In the 1980s, you organised trips to Germany for the German students. How did these trips go? Do you have any particularly fond memories?
The trips to Germany with the German students were very interesting. The programme was very rich. Among other things, we visited museums, castles and palaces and got to know the daily life of the Germans, e.g. using the tram, the underground, trains, and the students had the opportunity to practise their German while shopping. I stood by without speaking, listened and was very happy to see how they were able to communicate. A particularly nice memory was once when my twenty pupils were asked for their tickets in the underground and they told the ticket inspector, "Our teacher has the tickets. That's the fat gentleman at the back". And after I showed him the group ticket, he called out loudly to his colleagues in the metro "Hello... group of students from Cyprus, everything is all right....." And all the passengers looked around curiously to see the students from Cyprus! It was very negative that we didn't have mobile phones at that time and I had to give strict instructions about the departure time and meeting point of the group.
I don't know of anyone in Cyprus whose experience with German lessons goes back further than yours.

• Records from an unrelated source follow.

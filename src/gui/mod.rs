//! GUI layer - Wayland overlay surface
//!
//! Renders the floating overlay views on a layer-shell surface.

pub mod layer_shell;

pub use layer_shell::{run_overlay, LayerShellError};
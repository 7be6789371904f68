//! Domain layer - Core business logic
//!
//! Contains value objects, entities, and domain errors.
//! This layer has no dependencies on external systems.

pub mod capture;
pub mod config;
pub mod error;
pub mod foreground;
pub mod overlay;

// Re-export common types
pub use capture::{CaptureToken, RecordingSession, SessionState, VideoProfile};
pub use config::AppConfig;
pub use error::*;
pub use foreground::{ForegroundSnapshot, PollDecision};
pub use overlay::{OverlayCommand, OverlayEffect, OverlayState, OverlayView, ViewGeometry};
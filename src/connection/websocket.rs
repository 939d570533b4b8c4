//! WebSocket transport helpers: endpoint resolution, connect and frame decoding.

use tokio::net::TcpStream;
use tokio_tungstenite::{connect_async, tungstenite::protocol::Message};
use url::Url;

use crate::codec::{decode_binary, decode_message, WireMessage};
use crate::error::{Result, SyncLinkError};
use crate::timeouts::SyncLinkTimeouts;

pub(crate) type WebSocketStream =
    tokio_tungstenite::WebSocketStream<tokio_tungstenite::MaybeTlsStream<TcpStream>>;

const MAX_WS_TEXT_MESSAGE_BYTES: usize = 64 << 20; // 64 MiB
const MAX_WS_BINARY_MESSAGE_BYTES: usize = 16 << 20; // 16 MiB

/// Derive the sync endpoint from an HTTP(S) base URL.
///
/// `http` becomes `ws`, `https` becomes `wss` (ws/wss are accepted as-is),
/// and `sync_path` is appended to the base path.
pub(crate) fn resolve_ws_url(base_url: &str, sync_path: &str) -> Result<String> {
    let base = Url::parse(base_url.trim()).map_err(|e| {
        SyncLinkError::ConfigurationError(format!("Invalid base_url '{}': {}", base_url, e))
    })?;
    validate_base_url(&base)?;

    let ws_scheme = match base.scheme() {
        "http" | "ws" => "ws",
        "https" | "wss" => "wss",
        other => {
            return Err(SyncLinkError::ConfigurationError(format!(
                "Unsupported base_url scheme '{}'; expected http(s) or ws(s)",
                other
            )));
        },
    };

    let mut ws_url = base.clone();
    ws_url.set_scheme(ws_scheme).map_err(|_| {
        SyncLinkError::ConfigurationError("Failed to set WebSocket URL scheme".to_string())
    })?;
    let prefix = base.path().trim_end_matches('/');
    let suffix = sync_path.trim_start_matches('/');
    ws_url.set_path(&format!("{}/{}", prefix, suffix));
    ws_url.set_query(None);
    ws_url.set_fragment(None);

    Ok(ws_url.to_string())
}

fn validate_base_url(url: &Url) -> Result<()> {
    if url.host_str().is_none() {
        return Err(SyncLinkError::ConfigurationError("base_url must include a host".to_string()));
    }
    if !url.username().is_empty() || url.password().is_some() {
        return Err(SyncLinkError::ConfigurationError(
            "base_url must not include username/password credentials".to_string(),
        ));
    }
    Ok(())
}

/// Open the WebSocket, bounded by `connection_timeout` unless that is disabled.
pub(crate) async fn connect(url: &str, timeouts: &SyncLinkTimeouts) -> Result<WebSocketStream> {
    let connect = connect_async(url);
    let result = if SyncLinkTimeouts::is_no_timeout(timeouts.connection_timeout) {
        connect.await
    } else {
        match tokio::time::timeout(timeouts.connection_timeout, connect).await {
            Ok(result) => result,
            Err(_) => {
                return Err(SyncLinkError::TimeoutError(format!(
                    "Connection to {} timed out after {:?}",
                    url, timeouts.connection_timeout
                )));
            },
        }
    };
    let (stream, _response) = result
        .map_err(|e| SyncLinkError::WebSocketError(format!("Failed to connect to {}: {}", url, e)))?;
    Ok(stream)
}

/// What a single inbound frame means to the driver.
#[derive(Debug)]
pub(crate) enum InboundFrame {
    Message(WireMessage),
    Malformed(SyncLinkError),
    /// WebSocket-level ping that must be answered.
    Ping(bytes::Bytes),
    Close(Option<(u16, String)>),
    Ignored,
}

/// Decode one frame. Text and binary frames also return their raw text
/// for the receive hook.
pub(crate) fn decode_frame(frame: Message) -> (Option<String>, InboundFrame) {
    match frame {
        Message::Text(text) => {
            let text = text.as_str().to_string();
            if text.len() > MAX_WS_TEXT_MESSAGE_BYTES {
                let error = SyncLinkError::WebSocketError(format!(
                    "Text WebSocket message too large ({} bytes > {} bytes)",
                    text.len(),
                    MAX_WS_TEXT_MESSAGE_BYTES
                ));
                return (None, InboundFrame::Malformed(error));
            }
            let parsed = match decode_message(&text) {
                Ok(msg) => InboundFrame::Message(msg),
                Err(error) => InboundFrame::Malformed(error),
            };
            (Some(text), parsed)
        },
        Message::Binary(data) => {
            if data.len() > MAX_WS_BINARY_MESSAGE_BYTES {
                let error = SyncLinkError::WebSocketError(format!(
                    "Binary WebSocket message too large ({} bytes > {} bytes)",
                    data.len(),
                    MAX_WS_BINARY_MESSAGE_BYTES
                ));
                return (None, InboundFrame::Malformed(error));
            }
            let raw = String::from_utf8_lossy(&data).into_owned();
            let parsed = match decode_binary(&data) {
                Ok(msg) => InboundFrame::Message(msg),
                Err(error) => InboundFrame::Malformed(error),
            };
            (Some(raw), parsed)
        },
        Message::Ping(payload) => (None, InboundFrame::Ping(payload)),
        Message::Close(frame) => (
            None,
            InboundFrame::Close(frame.map(|f| (u16::from(f.code), f.reason.as_str().to_string()))),
        ),
        Message::Pong(_) | Message::Frame(_) => (None, InboundFrame::Ignored),
    }
}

What did German lessons look like forty years ago?
Forty or fifty years ago, there was very little demand for German in Cyprus. Most of the classes were held in the evening schools. Sometimes I would register some relatives of mine in order to form a German class. Most of the students were business people who worked with German companies and studied very hard. The emphasis was on hotel, restaurant, travel, taxis, etc. and all this from my own notes and dialogues. That was all they needed to know when they went to Germany. There were hardly any people interested in studying in Germany. At that time there was no air conditioning in the classes and in winter I always took my small fan heater to class so that the students wouldn't stay away!
The Goethe-Institut in Cyprus has existed for 60 years. Which moments have stuck in your memory and which do you remember particularly fondly?
I have been at the Goethe-Institut for the last fifty years. In all those years I was lucky to always have well-selected, good, understanding and nice colleagues. I always think of them fondly. I also think fondly of the annual, very well-organised teacher seminars held by various experts in the German language. Many colleagues from all over Cyprus took part and we had the opportunity to learn about many educational topics and form good friendships. Our closing ceremony was also very nice and interesting, where almost all students and teachers took part in the different games before we ended up with sausages and drinks. I also have fond memories of the Christmas parties at the Goethe-Institut, where I played Father Christmas for years and handed out sweets and presents to the children. In recent years, I have experienced great love and appreciation from my colleagues and also from my students. It's a pity that due to the pandemic and old age, everything suddenly came to an end.
What do you wish the Goethe-Institut for the future?
The Goethe-Institut, with its good directors and capable staff, is really doing a very good job for both groups of the Cypriot population. I sincerely hope that it will continue to exist for many more years so that it can pass on the German language and culture to all the people of Cyprus.